Cerpen Syahirul Alim Ritonga (Republika, 15  Oktober 2017)

Subuh yang Berkesan ilustrasi Rendara Purnama - Republika.jpg
Subuh yang Berkesan ilustrasi Rendara Purnama/Republika

Pandangannya sedikit berputar-putar. Jalanan yang biasanya tampak lurus, kini terlihat berkelok-kelok. Membuat motor yang ia kendarai bergerak ke kiri dan ke kanan tanpa ada sebab. Tampaknya dua botol minuman keras tadi masih mempengaruhi kesadaran Kardi.

“Sialan,” umpatnya. Saat merasakan kandung kemihnya bergejolak meminta hajatnya. Dia menggerutu menyumpahi diri sendiri yang terlalu banyak minum. Malam itu ia memang berhasil menang dalam permainan kartu, sehingga bisa minum sepuasnya.
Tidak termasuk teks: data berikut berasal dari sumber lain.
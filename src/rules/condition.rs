//! Match rules - deciding from a file name whether a file qualifies

use regex::Regex;
use std::fmt;

use crate::error::{MoverError, Result};

/// A regex that only matches from the first character of its input.
///
/// The pattern is not required to consume the whole input: `xl(s|t)x?$`
/// accepts `xls`, and `report` accepts `report_2024`.
#[derive(Clone)]
pub struct Pattern {
    source: String,
    regex: Regex,
}

impl Pattern {
    pub fn new(source: &str) -> Result<Self> {
        // Validate on its own first so the error points at the user's text
        Regex::new(source)
            .map_err(|e| MoverError::config(format!("invalid regex '{source}': {e}")))?;
        let regex = Regex::new(&format!(r"\A(?:{source})"))
            .map_err(|e| MoverError::config(format!("invalid regex '{source}': {e}")))?;
        Ok(Self {
            source: source.to_string(),
            regex,
        })
    }

    pub fn as_str(&self) -> &str {
        &self.source
    }

    pub fn matches_start(&self, text: &str) -> bool {
        self.regex.is_match(text)
    }
}

impl fmt::Debug for Pattern {
    fn fmt(&self, f: &mut fmt::Formatter<'_>) -> fmt::Result {
        f.debug_tuple("Pattern").field(&self.source).finish()
    }
}

impl PartialEq for Pattern {
    fn eq(&self, other: &Self) -> bool {
        self.source == other.source
    }
}

/// Split a file name into `(name, type)` at the last extension separator.
///
/// Leading dots do not start an extension, so `.bashrc` has no type. A name
/// without a separator has an empty type.
pub fn split_name(file_name: &str) -> (&str, &str) {
    match file_name.rfind('.') {
        Some(dot) if file_name[..dot].bytes().any(|b| b != b'.') => {
            (&file_name[..dot], &file_name[dot + 1..])
        }
        _ => (file_name, ""),
    }
}

/// Validated, compiled set of match rules (all configured rules must pass)
#[derive(Debug, Clone, PartialEq)]
pub struct MatchRules {
    file_types: Vec<String>,
    file_type_regex: Option<Pattern>,
    file_type_exclude_regex: Option<Pattern>,
    file_names: Vec<String>,
    file_name_regex: Option<Pattern>,
    file_name_exclude_regex: Option<Pattern>,
    file_name_contains: Option<String>,
    file_name_starts_with: Option<String>,
    file_name_ends_with: Option<String>,
}

impl MatchRules {
    pub fn builder() -> MatchRulesBuilder {
        MatchRulesBuilder::default()
    }

    /// Check whether a file name (with extension, without directory) qualifies
    pub fn matches(&self, file_name: &str) -> bool {
        if file_name.is_empty() {
            return false;
        }

        let (name, file_type) = split_name(file_name);

        // File type
        if !self.file_types.is_empty() && !self.file_types.iter().any(|t| t == file_type) {
            return false;
        }
        if let Some(ref re) = self.file_type_regex
            && !re.matches_start(file_type)
        {
            return false;
        }
        if let Some(ref re) = self.file_type_exclude_regex
            && re.matches_start(file_type)
        {
            return false;
        }

        // File name
        if !self.file_names.is_empty() && !self.file_names.iter().any(|n| n == name) {
            return false;
        }
        if let Some(ref re) = self.file_name_regex
            && !re.matches_start(name)
        {
            return false;
        }
        if let Some(ref re) = self.file_name_exclude_regex
            && re.matches_start(name)
        {
            return false;
        }
        if let Some(ref needle) = self.file_name_contains
            && !name.contains(needle.as_str())
        {
            return false;
        }
        if let Some(ref prefix) = self.file_name_starts_with
            && !name.starts_with(prefix.as_str())
        {
            return false;
        }
        if let Some(ref suffix) = self.file_name_ends_with
            && !name.ends_with(suffix.as_str())
        {
            return false;
        }

        true
    }

    pub fn file_types(&self) -> &[String] {
        &self.file_types
    }

    pub fn file_type_regex(&self) -> Option<&str> {
        self.file_type_regex.as_ref().map(Pattern::as_str)
    }

    pub fn file_type_exclude_regex(&self) -> Option<&str> {
        self.file_type_exclude_regex.as_ref().map(Pattern::as_str)
    }

    pub fn file_names(&self) -> &[String] {
        &self.file_names
    }

    pub fn file_name_regex(&self) -> Option<&str> {
        self.file_name_regex.as_ref().map(Pattern::as_str)
    }

    pub fn file_name_exclude_regex(&self) -> Option<&str> {
        self.file_name_exclude_regex.as_ref().map(Pattern::as_str)
    }

    pub fn file_name_contains(&self) -> Option<&str> {
        self.file_name_contains.as_deref()
    }

    pub fn file_name_starts_with(&self) -> Option<&str> {
        self.file_name_starts_with.as_deref()
    }

    pub fn file_name_ends_with(&self) -> Option<&str> {
        self.file_name_ends_with.as_deref()
    }
}

/// Uncompiled match rules, assembled field by field
#[derive(Debug, Clone, Default)]
pub struct MatchRulesBuilder {
    pub file_types: Vec<String>,
    pub file_type_regex: Option<String>,
    pub file_type_exclude_regex: Option<String>,
    pub file_names: Vec<String>,
    pub file_name_regex: Option<String>,
    pub file_name_exclude_regex: Option<String>,
    pub file_name_contains: Option<String>,
    pub file_name_starts_with: Option<String>,
    pub file_name_ends_with: Option<String>,
}

/// Empty strings count as "not set"
fn non_empty(value: &Option<String>) -> Option<&str> {
    value.as_deref().filter(|s| !s.is_empty())
}

fn compile(value: &Option<String>) -> Result<Option<Pattern>> {
    non_empty(value).map(Pattern::new).transpose()
}

impl MatchRulesBuilder {
    /// True if at least one rule would be active after `build`
    pub fn has_active_rule(&self) -> bool {
        !self.file_types.is_empty()
            || !self.file_names.is_empty()
            || [
                &self.file_type_regex,
                &self.file_type_exclude_regex,
                &self.file_name_regex,
                &self.file_name_exclude_regex,
                &self.file_name_contains,
                &self.file_name_starts_with,
                &self.file_name_ends_with,
            ]
            .into_iter()
            .any(|v| non_empty(v).is_some())
    }

    pub fn build(&self) -> Result<MatchRules> {
        if !self.has_active_rule() {
            return Err(MoverError::config(
                "at least one file matching rule must be specified \
                 (e.g. file_type, file_names, file_name_regex)",
            ));
        }

        Ok(MatchRules {
            file_types: self.file_types.clone(),
            file_type_regex: compile(&self.file_type_regex)?,
            file_type_exclude_regex: compile(&self.file_type_exclude_regex)?,
            file_names: self.file_names.clone(),
            file_name_regex: compile(&self.file_name_regex)?,
            file_name_exclude_regex: compile(&self.file_name_exclude_regex)?,
            file_name_contains: non_empty(&self.file_name_contains).map(str::to_string),
            file_name_starts_with: non_empty(&self.file_name_starts_with).map(str::to_string),
            file_name_ends_with: non_empty(&self.file_name_ends_with).map(str::to_string),
        })
    }
}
Kardi merapatkan kakinya menahan hajat. Malam-malam begini hendak di mana dia menumpang tandas. Apalagi di kiri dan kanan hanya terlihat hutan dan semak belukar. Nekat buang hajat sembarangan bisa-bisa diganggu penunggu hutan, pikirnya takut.

Kandung kemihnya kembali berkontraksi, seolah memberontak tidak hendak menunggu. Memang rumahnya masih cukup jauh dari hutan ini. Sengaja dia memilih warung remangremang di kampung seberang untuk malam ini, karena khawatir dipergoki istrinya seperti bulan lalu.

Sengaja benar ia keluar rumah dengan memakai kemeja lengan panjang dan bercelana bahan hitam. Ia berpakaian rapi agar tidak dicurigai istrinya. “Ada urusan bisnis sebentar,” kelitnya kepada istri sebelum berangkat.

Di tengah kebingungan, apakah akan membuang hajat di tengah hutan atau menahan hingga tiba di rumah dengan risiko ‘bocor’ di jalan, ia melihat sebuah musholla di ujung hutan. Tanpa pikir panjang, langsung ia kebut motornya menuju musholla tersebut.